Might of 'The Navigator'

| 02 Mar 2015 | 04:46

    While the Philip K. Dicks and Isaac Asimovs of the world would have us fearing the rise of our prevalent gadgets, Eddie Antar's clever, well-executed The Navigator will have us believe that the ends more than justify the machines.

    Dave (Joseph Franchini) is a card-holding member of our current age of anxiety. Unemployed and having just lost even more on a bad stock, Dave is nearing the end of his emotional rope, and his harried wife Lilly (Nicole Taylor) doesn't alleviate any of his concerns. What he really needs is a life whisperer, someone with all the answers to help him get out of his rut.

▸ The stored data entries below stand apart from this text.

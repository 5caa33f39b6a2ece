//! Reordering, loss and duplication applied to a fragment set.

use std::collections::BTreeSet;

use tracing::{debug, info, warn};

use crate::{
    fragment::{Fragment, FragmentIndex, FragmentSet},
    metrics,
};

/// Describes how a [`FragmentSet`] is mangled on its way to the receiver.
///
/// The default plan shuffles with a random seed and neither drops nor
/// duplicates anything.
///
/// # Examples
///
/// ```
/// use packet_reassembly::{
///     delivery::DeliveryPlan,
///     fragment::{FragmentIndex, fragment},
/// };
///
/// let set = fragment("HELLOWORLD!", 5).expect("positive chunk size");
/// let delivery = DeliveryPlan::new()
///     .seed(7)
///     .drop_index(FragmentIndex::new(2))
///     .deliver(&set);
/// assert_eq!(delivery.sent().len(), 3);
/// assert_eq!(delivery.arrived().len(), 2);
/// assert_eq!(delivery.dropped(), &[FragmentIndex::new(2)]);
/// ```
#[derive(Clone, Debug, PartialEq, Eq)]
pub struct DeliveryPlan {
    seed: Option<u64>,
    shuffled: bool,
    dropped: BTreeSet<FragmentIndex>,
    duplicated: BTreeSet<FragmentIndex>,
}

impl DeliveryPlan {
    /// Create a plan that shuffles fragments with a random seed.
    #[must_use]
    pub fn new() -> Self {
        Self {
            seed: None,
            shuffled: true,
            dropped: BTreeSet::new(),
            duplicated: BTreeSet::new(),
        }
    }

    /// Create a plan that keeps the original send order.
    #[must_use]
    pub fn in_order() -> Self { Self::new().shuffled(false) }

    /// Fix the shuffle seed so repeated runs send in the same order.
    #[must_use]
    pub fn seed(mut self, seed: u64) -> Self {
        self.seed = Some(seed);
        self
    }

    /// Enable or disable shuffling.
    #[must_use]
    pub fn shuffled(mut self, shuffled: bool) -> Self {
        self.shuffled = shuffled;
        self
    }

    /// Lose the fragment carrying `index`.
    #[must_use]
    pub fn drop_index(mut self, index: FragmentIndex) -> Self {
        self.dropped.insert(index);
        self
    }

    /// Deliver the fragment carrying `index` twice.
    #[must_use]
    pub fn duplicate_index(mut self, index: FragmentIndex) -> Self {
        self.duplicated.insert(index);
        self
    }

    /// Apply the plan to `set`.
    ///
    /// Indices named by the plan that do not exist in `set` are ignored.
    /// A dropped index is never duplicated.
    #[must_use]
    pub fn deliver(&self, set: &FragmentSet) -> Delivery {
        let mut sent = set.fragments().to_vec();
        if self.shuffled {
            let mut rng = self.seed.map_or_else(fastrand::Rng::new, fastrand::Rng::with_seed);
            rng.shuffle(&mut sent);
        }

        for index in self.dropped.iter().chain(&self.duplicated) {
            if set.get(*index).is_none() {
                warn!(%index, fragments = set.len(), "plan names unknown fragment index");
            }
        }

        let mut arrived = Vec::with_capacity(sent.len() + self.duplicated.len());
        let mut dropped = Vec::new();
        let mut duplicated = Vec::new();
        for fragment in &sent {
            let index = fragment.sequence_index();
            if self.dropped.contains(&index) {
                debug!(%index, "fragment lost in transit");
                dropped.push(index);
                continue;
            }
            arrived.push(fragment.clone());
            if self.duplicated.contains(&index) {
                debug!(%index, "fragment duplicated in transit");
                arrived.push(fragment.clone());
                duplicated.push(index);
            }
        }
        dropped.sort_unstable();
        duplicated.sort_unstable();

        metrics::inc_dropped(dropped.len() as u64);
        metrics::inc_duplicated(duplicated.len() as u64);
        info!(
            sent = sent.len(),
            arrived = arrived.len(),
            dropped = dropped.len(),
            duplicated = duplicated.len(),
            "simulated delivery"
        );

        Delivery {
            sent,
            arrived,
            dropped,
            duplicated,
        }
    }
}

impl Default for DeliveryPlan {
    fn default() -> Self { Self::new() }
}

/// Fragments as seen by each end of a simulated delivery.
#[derive(Clone, Debug, PartialEq, Eq)]
pub struct Delivery {
    sent: Vec<Fragment>,
    arrived: Vec<Fragment>,
    dropped: Vec<FragmentIndex>,
    duplicated: Vec<FragmentIndex>,
}

impl Delivery {
    /// Every fragment in the order the sender emitted them.
    #[must_use]
    pub fn sent(&self) -> &[Fragment] { &self.sent }

    /// Fragments in the order the receiver sees them.
    #[must_use]
    pub fn arrived(&self) -> &[Fragment] { &self.arrived }

    /// Indices lost in transit, ascending.
    #[must_use]
    pub fn dropped(&self) -> &[FragmentIndex] { &self.dropped }

    /// Indices delivered twice, ascending.
    #[must_use]
    pub fn duplicated(&self) -> &[FragmentIndex] { &self.duplicated }

    /// Consume the delivery, returning the arrived fragments.
    #[must_use]
    pub fn into_arrived(self) -> Vec<Fragment> { self.arrived }
}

    And that's exactly what Dave finds when driving back home to Lilly in the form of his car's GPS navigator (brought to life in the form of Kelly Anne Burns). This navigator's instructions quickly move beyond calculating directions. First, she is aware of other cars on the road, and instructs him to avoid an eventual collision. Then she starts dispensing greater advice, covering everything from dinner plans to investment tips. Dave may physically be in the driver's seat, but his navigator is the one in control, giving him the answers he needs until this damaged man gets the confidence he sorely needs to rejoin the land of the living.

    Credit director Leslie Kincaid Burby with steering Antar's sweet play on the side of the humorous, merely dipping Navigator in pathos where others might have given it a full bath. Of course, Burby has had time to nurture this production, which first incubated as part of WorkShop Theater's Plays In Production series in 2010 (Burby won a New York Innovative Theater Award for Best Director from that run) and stands as a testament to not allowing the budget's size determine the quality of a show. This is true onstage, thanks to the comic work done by Franchini, Taylor and Michael Gnat in a small role, and to Burns' perfectly modulated speech pattern as the navigation system, emotion-free and completely authoritarian. And it's also true behind the scenes, thanks to Quentin Chiappetta's detailed sound design, which replicates the many car and street noises necessary to create the image of Dave's car journeying on the lonely road. Make no bones about it: this is one show that knows exactly where it is going.

    The Navigator Through Mar. 3, WorkShop Mainstage Theater, 312 W. 36th St., 4th Fl., www.workshoptheater.org; $18, $15 for seniors and students.